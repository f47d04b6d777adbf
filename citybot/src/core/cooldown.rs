//! Wall-clock cooldown arithmetic shared by the scheduler and the build pipeline.

use std::time::Duration;

use chrono::{DateTime, Utc};

/// Time left before `cooldown` has elapsed since `last`, or `None` when the
/// action is eligible.
///
/// A missing `last` (never attempted) is always eligible. A `last` in the
/// future counts as zero elapsed time.
pub fn remaining(
    last: Option<DateTime<Utc>>,
    cooldown: Duration,
    now: DateTime<Utc>,
) -> Option<Duration> {
    let last = last?;
    let elapsed = now
        .signed_duration_since(last)
        .to_std()
        .unwrap_or(Duration::ZERO);
    if elapsed < cooldown {
        Some(cooldown - elapsed)
    } else {
        None
    }
}

pub fn has_elapsed(last: Option<DateTime<Utc>>, cooldown: Duration, now: DateTime<Utc>) -> bool {
    remaining(last, cooldown, now).is_none()
}

#[cfg(test)]
mod tests {
    use super::*;
    use chrono::TimeDelta;

    fn at(base: DateTime<Utc>, millis: i64) -> DateTime<Utc> {
        base + TimeDelta::milliseconds(millis)
    }

    #[test]
    fn never_attempted_is_eligible() {
        assert!(has_elapsed(None, Duration::from_secs(30), Utc::now()));
    }

    /// Verifies the 30 s boundary: 29.9 s blocked, 30.1 s eligible.
    #[test]
    fn boundary_values() {
        let last = Utc::now();
        let cooldown = Duration::from_secs(30);
        assert!(!has_elapsed(Some(last), cooldown, at(last, 29_900)));
        assert!(has_elapsed(Some(last), cooldown, at(last, 30_100)));
        assert!(has_elapsed(Some(last), cooldown, at(last, 30_000)));
        assert_eq!(
            remaining(Some(last), cooldown, at(last, 29_900)),
            Some(Duration::from_millis(100))
        );
    }

    #[test]
    fn future_timestamp_blocks_for_full_cooldown() {
        let now = Utc::now();
        let cooldown = Duration::from_secs(5);
        assert_eq!(remaining(Some(at(now, 1_000)), cooldown, now), Some(cooldown));
    }

    #[test]
    fn zero_cooldown_never_blocks() {
        let now = Utc::now();
        assert!(has_elapsed(Some(now), Duration::ZERO, now));
    }
}
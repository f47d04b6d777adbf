//! View recovery and travel between the city and the field.

use std::time::Duration;

use tracing::{debug, info, warn};

use crate::core::classes;
use crate::core::detection::{Point, View};
use crate::core::state::InstanceState;
use crate::io::device::KeyCode;
use crate::session::Session;
use crate::tasks::TaskContext;

/// Home/city toggle in the bottom-left corner.
pub const HOME_BUTTON: Point = Point::new(31, 450);
/// Fallback location of the map toggle when it is not detected.
pub const MAP_BUTTON_FALLBACK: Point = Point::new(50, 800);

const RESET_PAUSE: Duration = Duration::from_millis(800);

/// How [`reset_view`] recovered.
#[derive(Debug, Clone, Copy, PartialEq, Eq)]
pub enum ResetPath {
    /// A build menu was open; BACK was pressed twice.
    LeftBuildMenu,
    /// Normal view; the home button was tapped twice.
    HomeButton,
    /// The detection pass failed; home then BACK were issued blindly.
    Blind,
}

/// Return the UI to a known city view after a multi-step interaction.
pub fn reset_view(session: &Session<'_>) -> ResetPath {
    match session.observe() {
        Ok(detections) if detections.has(classes::IN_BUILD) => {
            debug!("build menu open, backing out");
            leave_build_menu(session);
            ResetPath::LeftBuildMenu
        }
        Ok(_) => {
            tap_home_twice(session, RESET_PAUSE);
            ResetPath::HomeButton
        }
        Err(err) => {
            warn!(err = %format!("{err:#}"), "view reset detection failed, using blind reset");
            session.tap(HOME_BUTTON, "home_button");
            session.sleep(RESET_PAUSE);
            session.press(KeyCode::Back);
            session.sleep(RESET_PAUSE);
            ResetPath::Blind
        }
    }
}

/// Tap the home button twice with `pause` after each tap.
pub fn tap_home_twice(session: &Session<'_>, pause: Duration) -> bool {
    let first = session.tap(HOME_BUTTON, "home_button");
    session.sleep(pause);
    let second = session.tap(HOME_BUTTON, "home_button");
    session.sleep(pause);
    first && second
}

/// Leave a stray build menu with two BACK presses.
pub fn leave_build_menu(session: &Session<'_>) {
    session.press(KeyCode::Back);
    session.sleep(RESET_PAUSE);
    session.press(KeyCode::Back);
    session.sleep(RESET_PAUSE);
}

/// Scheduled `return_to_city` handler.
pub fn return_to_city(ctx: &TaskContext<'_>, _state: &mut InstanceState) -> bool {
    if ctx.view == View::City {
        return false;
    }
    let Some(button) = ctx.detections.find(classes::RETURN_TO_CITY_BUTTON) else {
        return false;
    };
    if !ctx.session.tap_detection(button) {
        return false;
    }
    info!("returning to city");
    ctx.session.sleep(Duration::from_secs(1));
    true
}

/// Open the world map from the city view.
pub fn open_map(ctx: &TaskContext<'_>) -> bool {
    if ctx.view == View::Field {
        return true;
    }
    let tapped = match ctx.detections.find(classes::MAP_BUTTON) {
        Some(button) => ctx.session.tap_detection(button),
        None => ctx.session.tap(MAP_BUTTON_FALLBACK, "map_button"),
    };
    if tapped {
        ctx.session.sleep(Duration::from_secs(2));
    }
    tapped
}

• • • •

Print exactly the lines of the listing above starting at the line containing "let last = last?;" and ending at the line containing "Duration, now: DateTime<Utc>)", both included.

### Exercise result
    let last = last?;
    let elapsed = now
        .signed_duration_since(last)
        .to_std()
        .unwrap_or(Duration::ZERO);
    if elapsed < cooldown {
        Some(cooldown - elapsed)
    } else {
        None
    }
}

pub fn has_elapsed(last: Option<DateTime<Utc>>, cooldown: Duration, now: DateTime<Utc>) -> bool {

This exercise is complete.